Gli alessandrini capiscono? Chissà. Giunte comunali della prima e seconda repubblica si sono avvicendate, ma il dialogo con l’amministrazione postale, quando c’è stato, non ha portato quasi a nulla. Oggi Palazzo Rosso ci riprova. E mentre il critico d’arte Philippe Daverio in una intervista a RaiNews24 propone di spostare il mosaico in un museo, il sindaco di Alessandria, Rita Rossa, spiega che l’amministrazione sta studiando soluzioni alternative e dichiara, come riportato da più organi di informazione, che lei “sogna una piazza della Libertà dove non sia possibile posteggiare lungo tutto il perimetro” e si dice quindi d’accordo “a trovare soluzioni differenti”. Considerando che è il sindaco, sarebbe da auspicare che lo faccia.
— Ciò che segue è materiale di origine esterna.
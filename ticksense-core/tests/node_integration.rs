//! Integration tests for the node driver
//!
//! Covers the paths around the periodic cycle: instant sends, one-shot
//! reads, sleeping, boot loading and the interrupt-fed pulse counter.

mod common;

use common::{
    def, node_with, run_until, Channel, RecordingProtocol, ScriptedSensors, SensorEvent, SimBoard,
};
use ticksense_core::prelude::*;
use ticksense_core::BootSource;

fn minute_config() -> NodeConfig {
    NodeConfig::new()
        .with_transmit_interval_ms(60_000)
        .with_power_mode(PowerMode::Plugged)
}

// ===== INSTANT SEND =====

#[test]
fn instant_send_goes_out_in_its_own_frame() {
    let clock = FixedTime::new(0);
    let sensors = ScriptedSensors::new(&clock).with(Channel::integer("A", &[77]));
    let mut node: common::TestNode =
        SensorNode::new(minute_config(), sensors, RecordingProtocol::online(), SimBoard::new(&clock), &clock);
    node.add(def("A", 1, 1)).unwrap();

    clock.set(1000);
    node.request_instant_send("A").unwrap();
    node.iterate();

    let frames = &node.protocol().frames;
    assert_eq!(frames.len(), 1);
    assert_eq!(frames[0][0].aggregate, Aggregate::Integer { sum: 77, min: 77, max: 77 });

    let acc = node.registry().accumulator("A").unwrap();
    assert!(!acc.instant_send_requested());
    assert_eq!(acc.samples_taken(), 0);
    assert!(node
        .sensors()
        .events
        .iter()
        .any(|e| matches!(e, SensorEvent::Start { isolated: true, .. })));
}

#[test]
fn instant_send_waits_out_imminent_scheduled_send() {
    let clock = FixedTime::new(0);
    let sensors = ScriptedSensors::new(&clock).with(Channel::integer("A", &[]));
    let mut node: common::TestNode =
        SensorNode::new(minute_config(), sensors, RecordingProtocol::online(), SimBoard::new(&clock), &clock);
    node.add(def("A", 0, 1)).unwrap();

    clock.set(50_000);
    node.request_instant_send("A").unwrap();
    node.iterate();
    assert!(node.protocol().frames.is_empty());
    assert!(node.registry().accumulator("A").unwrap().instant_send_requested());

    // Next tick starts when the scheduled send runs; the request follows it
    run_until(&mut node, &clock, 60_010, 10);
    node.iterate();
    assert_eq!(node.protocol().frames.len(), 1);
    assert!(!node.registry().accumulator("A").unwrap().instant_send_requested());
}

#[test]
fn instant_send_refused_mid_fragment() {
    let clock = FixedTime::new(0);
    let sensors = ScriptedSensors::new(&clock)
        .with(Channel::integer("A", &[]))
        .with(Channel::integer("B", &[]));
    let protocol = RecordingProtocol::online().with_capacities(&[1]);
    let mut node: common::TestNode =
        SensorNode::new(minute_config(), sensors, protocol, SimBoard::new(&clock), &clock);
    node.add(def("A", 1, 1)).unwrap();
    node.add(def("B", 1, 1)).unwrap();

    let outcomes = run_until(&mut node, &clock, 60_010, 10);
    assert_eq!(outcomes, vec![SendOutcome::Fragment { queued: 1 }]);

    node.request_instant_send("A").unwrap();
    node.iterate();
    assert_eq!(node.protocol().frames.len(), 1);
    assert!(node.registry().accumulator("A").unwrap().instant_send_requested());
}

#[test]
fn send_test_reports_link_state() {
    let clock = FixedTime::new(0);
    let sensors = ScriptedSensors::new(&clock).with(Channel::integer("A", &[5]));
    let mut node = node_with(&clock, sensors, RecordingProtocol::online());
    node.add(def("A", 1, 1)).unwrap();

    node.protocol_mut().connected = false;
    assert_eq!(node.send_test("A"), Err(SendError::NotConnected));

    node.protocol_mut().connected = true;
    assert_eq!(node.send_test("A"), Ok(()));
    assert_eq!(node.protocol().frames[0][0].aggregate, Aggregate::Integer { sum: 5, min: 5, max: 5 });

    assert_eq!(
        node.send_test("ZZ"),
        Err(SendError::Read(ReadError::Config(ConfigError::UnknownMeasurement)))
    );
}

// ===== ONE-SHOT READS =====

#[test]
fn get_reading_spins_until_sensor_is_ready() {
    let clock = FixedTime::new(0);
    let sensors = ScriptedSensors::new(&clock)
        .with(Channel::float("TMP", &[19.25]).with_collection_time(50).with_polls(5));
    let mut node = node_with(&clock, sensors, RecordingProtocol::online());
    node.add(def("TMP", 1, 1)).unwrap();

    assert_eq!(node.get_reading("TMP"), Ok(Reading::Float(19.25)));
    assert!(clock.now() >= 5);
    assert!(!node.registry().accumulator("TMP").unwrap().is_acquiring());
}

#[test]
fn get_reading_times_out() {
    let clock = FixedTime::new(0);
    let sensors = ScriptedSensors::new(&clock).with(Channel::integer("A", &[]).with_polls(1000));
    let mut node = node_with(&clock, sensors, RecordingProtocol::online());
    node.add(def("A", 1, 1)).unwrap();

    assert_eq!(node.get_reading_with_timeout("A", 20), Err(ReadError::TimedOut));
    assert!(clock.now() >= 20);
    assert!(!node.registry().accumulator("A").unwrap().is_acquiring());
}

#[test]
fn get_reading_powers_disabled_sensor_temporarily() {
    let clock = FixedTime::new(0);
    let sensors = ScriptedSensors::new(&clock).with(Channel::integer("A", &[3]));
    let mut node = node_with(&clock, sensors, RecordingProtocol::online());
    node.add(def("A", 0, 1)).unwrap();
    node.sensors_mut().events.clear();

    assert_eq!(node.get_reading("A"), Ok(Reading::Integer(3)));

    let enables: Vec<bool> = node
        .sensors()
        .events
        .iter()
        .filter_map(|e| match e {
            SensorEvent::Enable { on, .. } => Some(*on),
            _ => None,
        })
        .collect();
    assert_eq!(enables, vec![true, false]);
    assert!(!node.sensors().channel("A").enabled);
}

// ===== SLEEP =====

#[test]
fn battery_node_naps_until_next_sample() {
    let clock = FixedTime::new(0);
    let sensors = ScriptedSensors::new(&clock).with(Channel::integer("A", &[]));
    let config = NodeConfig::new().with_transmit_interval_ms(60_000).with_power_mode(PowerMode::Battery);
    let mut node: common::TestNode =
        SensorNode::new(config, sensors, RecordingProtocol::online(), SimBoard::new(&clock), &clock);
    node.add(def("A", 1, 1)).unwrap();

    assert_eq!(node.iterate(), Iteration::Ran { send: None, sleep: Some(SleepDecision::SampleDue) });

    clock.set(10);
    assert_eq!(
        node.iterate(),
        Iteration::Ran { send: None, sleep: Some(SleepDecision::Slept { ms: 28_990, entered: true }) }
    );
    assert_eq!(clock.now(), 29_000);
    assert_eq!(node.platform().naps, vec![28_990]);
}

#[test]
fn no_nap_while_acquiring() {
    let clock = FixedTime::new(0);
    let sensors = ScriptedSensors::new(&clock)
        .with(Channel::integer("A", &[]).with_collection_time(100).with_polls(100));
    let config = NodeConfig::new().with_transmit_interval_ms(1000).with_power_mode(PowerMode::Battery);
    let mut node: common::TestNode =
        SensorNode::new(config, sensors, RecordingProtocol::online(), SimBoard::new(&clock), &clock);
    node.add(def("A", 1, 1)).unwrap();

    clock.set(450);
    node.iterate();
    assert!(node.registry().accumulator("A").unwrap().is_acquiring());
    assert_eq!(node.iterate(), Iteration::Ran { send: None, sleep: None });
    assert!(node.platform().naps.is_empty());
}

#[test]
fn auto_mode_needs_battery_probe() {
    let clock = FixedTime::new(0);
    let sensors = ScriptedSensors::new(&clock).with(Channel::integer("A", &[]));
    let config = NodeConfig::new().with_transmit_interval_ms(60_000);
    let mut node: common::TestNode =
        SensorNode::new(config, sensors, RecordingProtocol::online(), SimBoard::new(&clock), &clock);
    node.add(def("A", 1, 1)).unwrap();

    clock.set(10);
    assert_eq!(node.iterate(), Iteration::Ran { send: None, sleep: Some(SleepDecision::PowerPolicy) });

    node.platform_mut().on_battery = Some(true);
    clock.set(20);
    assert!(matches!(
        node.iterate(),
        Iteration::Ran { sleep: Some(SleepDecision::Slept { .. }), .. }
    ));

    node.set_power_mode(PowerMode::Plugged);
    assert_eq!(node.governor().power_mode(), PowerMode::Plugged);
}

// ===== CONFIGURATION =====

#[test]
fn boot_falls_back_to_defaults() {
    let clock = FixedTime::new(0);
    let sensors = ScriptedSensors::new(&clock)
        .with(Channel::integer("A", &[]))
        .with(Channel::integer("B", &[]));
    let mut node = node_with(&clock, sensors, RecordingProtocol::online());

    let defaults = [def("A", 1, 1), def("B", 5, 2)];
    assert_eq!(node.load(&[], &defaults), BootSource::Defaults);
    assert_eq!(node.registry().len(), 2);
    assert_eq!(node.period("B"), Ok(5));
    assert!(node.sensors().channel("A").enabled);
}

#[test]
fn boot_prefers_persisted_table() {
    let clock = FixedTime::new(0);
    let sensors = ScriptedSensors::new(&clock)
        .with(Channel::integer("A", &[]))
        .with(Channel::integer("B", &[]));
    let mut node = node_with(&clock, sensors, RecordingProtocol::online());

    let persisted = [def("B", 2, 1)];
    let defaults = [def("A", 1, 1), def("B", 5, 2)];
    assert_eq!(node.load(&persisted, &defaults), BootSource::Persisted);
    assert_eq!(node.registry().len(), 1);
    assert_eq!(node.samplecount("B"), Ok(1));
}

#[test]
fn registry_edits_through_node() {
    let clock = FixedTime::new(0);
    let sensors = ScriptedSensors::new(&clock).with(Channel::integer("A", &[]));
    let mut node = node_with(&clock, sensors, RecordingProtocol::online());
    node.add(def("A", 1, 1)).unwrap();

    assert_eq!(node.add(def("A", 1, 1)), Err(ConfigError::DuplicateName));
    assert_eq!(node.add(def("NOPE", 1, 1)), Err(ConfigError::UnsupportedKind));
    assert_eq!(node.set_samplecount("A", 0), Err(ConfigError::InvalidSampleCount));

    node.set_period("A", 0).unwrap();
    assert!(!node.sensors().channel("A").enabled);
    node.set_period("A", 3).unwrap();
    assert!(node.sensors().channel("A").enabled);

    node.set_immediate("A", true).unwrap();
    assert_eq!(node.is_immediate("A"), Ok(true));

    let mut seen = Vec::new();
    node.for_each(|d| {
        seen.push(d.name().to_string());
        true
    });
    assert_eq!(seen, vec!["A"]);

    node.remove("A").unwrap();
    assert!(node.registry().is_empty());
    assert!(!node.sensors().channel("A").enabled);
}

#[test]
fn disabling_stops_the_loop_and_reenabling_restarts_tick() {
    let clock = FixedTime::new(0);
    let sensors = ScriptedSensors::new(&clock).with(Channel::integer("A", &[]));
    let mut node = node_with(&clock, sensors, RecordingProtocol::online());
    node.add(def("A", 1, 1)).unwrap();

    node.set_enabled(false);
    run_until(&mut node, &clock, 3000, 10);
    assert!(node.sensors().starts("A").is_empty());
    assert!(node.protocol().frames.is_empty());

    node.set_enabled(true);
    assert_eq!(node.cycle().last_sent(), clock.now());
}

// ===== PULSE COUNTER =====

#[test]
fn pulse_counter_keeps_pulses_arriving_before_ack() {
    let clock = FixedTime::new(0);
    let counter = PulseCounter::new();
    let config = NodeConfig::new().with_transmit_interval_ms(1000).with_power_mode(PowerMode::Plugged);
    let mut node: SensorNode<&PulseCounter, RecordingProtocol, SimBoard, &FixedTime, 8> =
        SensorNode::new(config, &counter, RecordingProtocol::online(), SimBoard::new(&clock), &clock);
    let pc = MeasurementDefinition::new("PC1", MeasurementKind::PulseCount, 1, 1).unwrap();
    node.add(pc).unwrap();
    assert!(counter.is_counting());

    for _ in 0..5 {
        counter.record_pulse();
    }
    run_until(&mut node, &clock, 600, 10);
    for _ in 0..3 {
        counter.record_pulse();
    }
    run_until(&mut node, &clock, 1010, 10);

    assert_eq!(node.protocol().frames[0][0].aggregate, Aggregate::Integer { sum: 5, min: 5, max: 5 });
    assert_eq!(counter.count(), 8);

    node.on_ack(true);
    assert_eq!(counter.count(), 3);
}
Frisina lo ha anche chiesto più volte, ma è solo un privato cittadino cui sta a cuore l’opera di Severini. Come finirà stavolta? Che il palazzo è delle Poste, che la soluzione deve essere frutto di un progetto condiviso anche a livello ministeriale, che ci sono anche idee per illuminare il mosaico, che sono necessarie risorse e volontà forti. Quello che conta è avere le proposte chiare. Un sindaco e due assessori (Marcello Ferralasco all’Urbanistica e Vittoria Oneto alla Cultura) dicono che intendono spostare l’area di sosta delle auto sull’altro lato della strada, non vogliono “coprire il mosaico con il plexiglass”, oppure ” spostarlo in un museo: non c’è nessun luogo in cui sarebbe più visibile di dove è ora. Togliere le auto aiuterà, ma sono sicura che tanti alessandrini sanno già della sua presenza” dice l’assessore alla Cultura. Faremo, valorizzeremo, proporremo. Un altro paradigma alessandrino.